Collected data entries:
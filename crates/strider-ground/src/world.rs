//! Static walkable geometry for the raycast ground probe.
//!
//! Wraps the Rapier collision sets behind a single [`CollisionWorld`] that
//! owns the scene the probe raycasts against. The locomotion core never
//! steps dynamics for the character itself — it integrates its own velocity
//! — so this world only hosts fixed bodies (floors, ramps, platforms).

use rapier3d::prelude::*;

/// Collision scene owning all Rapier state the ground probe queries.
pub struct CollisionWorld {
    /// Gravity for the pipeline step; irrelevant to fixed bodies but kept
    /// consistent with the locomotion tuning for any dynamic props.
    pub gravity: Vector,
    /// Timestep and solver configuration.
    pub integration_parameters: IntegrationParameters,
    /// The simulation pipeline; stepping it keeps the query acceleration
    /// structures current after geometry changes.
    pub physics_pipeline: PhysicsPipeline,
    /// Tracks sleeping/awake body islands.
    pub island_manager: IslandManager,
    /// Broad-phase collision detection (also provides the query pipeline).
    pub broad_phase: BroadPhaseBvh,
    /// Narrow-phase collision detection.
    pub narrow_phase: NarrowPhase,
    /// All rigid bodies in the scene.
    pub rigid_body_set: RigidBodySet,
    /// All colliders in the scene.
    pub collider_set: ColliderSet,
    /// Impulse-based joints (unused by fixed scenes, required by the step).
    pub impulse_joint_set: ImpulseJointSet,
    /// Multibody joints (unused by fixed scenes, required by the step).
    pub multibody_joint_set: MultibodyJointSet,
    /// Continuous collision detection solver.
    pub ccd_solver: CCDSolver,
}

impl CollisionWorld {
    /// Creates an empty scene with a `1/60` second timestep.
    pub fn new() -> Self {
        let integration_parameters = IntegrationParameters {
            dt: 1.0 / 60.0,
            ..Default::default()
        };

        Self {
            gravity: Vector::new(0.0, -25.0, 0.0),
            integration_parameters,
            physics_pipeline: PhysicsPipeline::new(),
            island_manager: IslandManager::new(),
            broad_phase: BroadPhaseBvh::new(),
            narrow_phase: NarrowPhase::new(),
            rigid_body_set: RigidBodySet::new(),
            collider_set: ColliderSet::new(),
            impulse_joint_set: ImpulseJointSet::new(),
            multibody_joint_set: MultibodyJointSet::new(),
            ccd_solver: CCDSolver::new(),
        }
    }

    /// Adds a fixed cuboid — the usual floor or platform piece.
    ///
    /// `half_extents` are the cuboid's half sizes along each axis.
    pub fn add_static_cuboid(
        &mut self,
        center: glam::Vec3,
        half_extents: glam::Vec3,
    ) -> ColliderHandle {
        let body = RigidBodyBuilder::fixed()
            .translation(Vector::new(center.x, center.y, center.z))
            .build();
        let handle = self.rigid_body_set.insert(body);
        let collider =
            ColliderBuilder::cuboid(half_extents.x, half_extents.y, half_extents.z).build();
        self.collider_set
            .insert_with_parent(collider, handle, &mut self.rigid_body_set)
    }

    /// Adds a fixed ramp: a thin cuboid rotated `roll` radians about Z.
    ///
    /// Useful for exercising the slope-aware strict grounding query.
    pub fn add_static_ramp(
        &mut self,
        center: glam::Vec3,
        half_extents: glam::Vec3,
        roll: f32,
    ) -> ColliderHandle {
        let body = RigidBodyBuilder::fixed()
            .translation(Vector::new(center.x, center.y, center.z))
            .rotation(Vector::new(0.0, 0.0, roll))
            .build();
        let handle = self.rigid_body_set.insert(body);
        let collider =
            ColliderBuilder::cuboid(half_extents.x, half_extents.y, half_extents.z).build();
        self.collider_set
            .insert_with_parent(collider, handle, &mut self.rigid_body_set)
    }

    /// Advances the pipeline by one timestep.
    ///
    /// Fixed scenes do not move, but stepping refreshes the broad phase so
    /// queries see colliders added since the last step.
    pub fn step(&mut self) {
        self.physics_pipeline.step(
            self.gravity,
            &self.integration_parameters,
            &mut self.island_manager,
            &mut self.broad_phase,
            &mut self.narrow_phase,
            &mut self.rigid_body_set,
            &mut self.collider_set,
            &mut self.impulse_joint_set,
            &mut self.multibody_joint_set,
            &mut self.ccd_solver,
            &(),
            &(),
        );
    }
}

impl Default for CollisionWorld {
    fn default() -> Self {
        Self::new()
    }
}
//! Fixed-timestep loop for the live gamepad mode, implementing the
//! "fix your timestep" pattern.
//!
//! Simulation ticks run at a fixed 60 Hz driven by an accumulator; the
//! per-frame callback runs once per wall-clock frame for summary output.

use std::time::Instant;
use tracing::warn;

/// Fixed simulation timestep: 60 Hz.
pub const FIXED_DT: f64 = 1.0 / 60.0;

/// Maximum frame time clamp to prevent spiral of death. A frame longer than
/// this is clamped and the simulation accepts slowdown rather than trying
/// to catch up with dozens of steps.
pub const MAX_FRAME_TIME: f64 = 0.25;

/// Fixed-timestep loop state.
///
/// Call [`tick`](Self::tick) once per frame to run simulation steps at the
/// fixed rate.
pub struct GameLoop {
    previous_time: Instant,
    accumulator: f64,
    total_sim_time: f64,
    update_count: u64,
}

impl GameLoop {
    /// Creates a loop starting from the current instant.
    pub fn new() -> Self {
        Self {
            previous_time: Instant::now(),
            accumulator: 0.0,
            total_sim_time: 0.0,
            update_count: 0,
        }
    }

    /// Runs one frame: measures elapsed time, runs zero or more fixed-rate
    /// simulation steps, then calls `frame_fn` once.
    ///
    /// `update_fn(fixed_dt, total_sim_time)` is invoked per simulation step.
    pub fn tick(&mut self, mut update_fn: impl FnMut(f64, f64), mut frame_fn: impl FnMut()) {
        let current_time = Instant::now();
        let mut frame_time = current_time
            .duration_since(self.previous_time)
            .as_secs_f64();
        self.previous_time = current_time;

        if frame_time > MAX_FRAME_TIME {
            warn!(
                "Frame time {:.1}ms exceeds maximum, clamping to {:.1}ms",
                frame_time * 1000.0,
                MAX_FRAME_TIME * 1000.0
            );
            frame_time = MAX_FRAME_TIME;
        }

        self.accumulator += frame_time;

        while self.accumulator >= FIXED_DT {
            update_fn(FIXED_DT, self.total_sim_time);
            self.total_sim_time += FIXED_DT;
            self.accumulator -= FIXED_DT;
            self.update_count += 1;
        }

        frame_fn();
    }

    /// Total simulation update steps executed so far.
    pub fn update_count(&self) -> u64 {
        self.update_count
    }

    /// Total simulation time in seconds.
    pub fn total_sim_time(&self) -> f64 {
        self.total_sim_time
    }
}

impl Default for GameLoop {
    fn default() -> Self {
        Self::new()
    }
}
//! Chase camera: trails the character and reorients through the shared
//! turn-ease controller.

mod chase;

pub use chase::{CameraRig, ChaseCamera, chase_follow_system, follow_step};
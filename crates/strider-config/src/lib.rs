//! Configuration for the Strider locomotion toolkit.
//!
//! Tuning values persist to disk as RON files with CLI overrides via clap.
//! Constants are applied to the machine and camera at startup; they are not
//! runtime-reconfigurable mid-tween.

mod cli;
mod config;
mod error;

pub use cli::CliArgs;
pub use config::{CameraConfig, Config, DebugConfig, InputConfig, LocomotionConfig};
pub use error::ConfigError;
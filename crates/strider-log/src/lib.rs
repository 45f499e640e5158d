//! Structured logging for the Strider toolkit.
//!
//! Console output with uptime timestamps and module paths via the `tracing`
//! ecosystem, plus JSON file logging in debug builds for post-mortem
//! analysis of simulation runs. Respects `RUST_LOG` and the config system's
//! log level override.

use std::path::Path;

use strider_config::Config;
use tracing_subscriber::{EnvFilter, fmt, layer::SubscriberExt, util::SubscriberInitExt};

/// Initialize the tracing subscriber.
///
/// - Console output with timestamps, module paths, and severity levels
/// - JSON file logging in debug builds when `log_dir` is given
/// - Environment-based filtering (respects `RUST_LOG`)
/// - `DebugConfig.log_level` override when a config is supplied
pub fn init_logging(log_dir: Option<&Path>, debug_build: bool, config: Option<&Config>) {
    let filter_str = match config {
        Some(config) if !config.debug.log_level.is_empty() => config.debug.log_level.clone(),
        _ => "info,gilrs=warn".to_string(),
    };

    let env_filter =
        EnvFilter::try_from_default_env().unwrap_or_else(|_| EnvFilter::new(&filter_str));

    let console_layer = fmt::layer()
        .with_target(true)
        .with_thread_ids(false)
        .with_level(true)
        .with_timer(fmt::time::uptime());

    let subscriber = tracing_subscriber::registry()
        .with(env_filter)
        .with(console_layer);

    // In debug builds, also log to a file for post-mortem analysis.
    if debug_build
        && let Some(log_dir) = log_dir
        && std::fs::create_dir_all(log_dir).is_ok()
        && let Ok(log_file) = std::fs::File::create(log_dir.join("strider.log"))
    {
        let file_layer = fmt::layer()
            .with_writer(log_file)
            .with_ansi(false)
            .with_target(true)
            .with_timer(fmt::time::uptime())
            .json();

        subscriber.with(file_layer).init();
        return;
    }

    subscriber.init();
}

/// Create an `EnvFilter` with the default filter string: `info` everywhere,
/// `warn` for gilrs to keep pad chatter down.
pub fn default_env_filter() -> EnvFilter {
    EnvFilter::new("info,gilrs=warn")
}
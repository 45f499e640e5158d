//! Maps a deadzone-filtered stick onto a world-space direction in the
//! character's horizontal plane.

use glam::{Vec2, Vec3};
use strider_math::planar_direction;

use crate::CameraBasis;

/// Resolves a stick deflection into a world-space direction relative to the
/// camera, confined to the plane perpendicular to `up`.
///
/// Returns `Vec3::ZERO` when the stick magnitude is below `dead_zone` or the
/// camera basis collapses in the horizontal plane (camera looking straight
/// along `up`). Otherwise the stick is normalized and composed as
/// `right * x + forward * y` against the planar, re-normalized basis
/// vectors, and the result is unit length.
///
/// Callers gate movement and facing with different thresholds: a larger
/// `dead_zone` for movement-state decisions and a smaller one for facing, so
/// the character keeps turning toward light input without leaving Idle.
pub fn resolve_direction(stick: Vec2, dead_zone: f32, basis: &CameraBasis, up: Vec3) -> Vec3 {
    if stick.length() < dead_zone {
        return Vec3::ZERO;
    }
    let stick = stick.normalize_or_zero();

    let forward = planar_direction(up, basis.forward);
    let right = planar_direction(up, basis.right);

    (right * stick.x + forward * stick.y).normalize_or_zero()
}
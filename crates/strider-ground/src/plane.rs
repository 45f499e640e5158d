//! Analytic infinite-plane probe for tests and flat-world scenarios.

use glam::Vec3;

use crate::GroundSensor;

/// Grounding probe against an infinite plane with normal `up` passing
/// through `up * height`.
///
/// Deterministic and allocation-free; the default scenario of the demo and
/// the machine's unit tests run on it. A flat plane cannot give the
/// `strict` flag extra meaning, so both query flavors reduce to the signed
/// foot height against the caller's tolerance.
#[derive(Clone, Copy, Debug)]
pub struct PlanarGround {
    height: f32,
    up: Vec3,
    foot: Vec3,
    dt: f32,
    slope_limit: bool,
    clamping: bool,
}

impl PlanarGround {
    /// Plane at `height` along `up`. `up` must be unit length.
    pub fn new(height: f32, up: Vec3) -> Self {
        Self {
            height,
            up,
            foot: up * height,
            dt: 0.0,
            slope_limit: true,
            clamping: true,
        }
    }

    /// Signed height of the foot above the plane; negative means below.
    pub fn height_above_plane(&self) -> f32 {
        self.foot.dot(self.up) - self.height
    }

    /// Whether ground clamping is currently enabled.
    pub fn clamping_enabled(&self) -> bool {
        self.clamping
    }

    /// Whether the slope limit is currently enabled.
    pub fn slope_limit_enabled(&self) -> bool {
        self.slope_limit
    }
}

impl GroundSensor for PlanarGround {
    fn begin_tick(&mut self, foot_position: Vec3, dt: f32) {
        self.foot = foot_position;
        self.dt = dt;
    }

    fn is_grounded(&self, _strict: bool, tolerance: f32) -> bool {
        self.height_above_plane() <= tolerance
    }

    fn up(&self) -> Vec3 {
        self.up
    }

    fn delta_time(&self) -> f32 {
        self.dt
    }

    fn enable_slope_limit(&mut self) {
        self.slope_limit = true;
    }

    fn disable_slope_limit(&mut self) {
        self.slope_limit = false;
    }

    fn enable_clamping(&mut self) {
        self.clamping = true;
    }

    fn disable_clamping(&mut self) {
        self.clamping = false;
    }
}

* _Goal of the exercise_
State how many lines in the entries hold the word "than", giving the number alone.

* _Task response_
2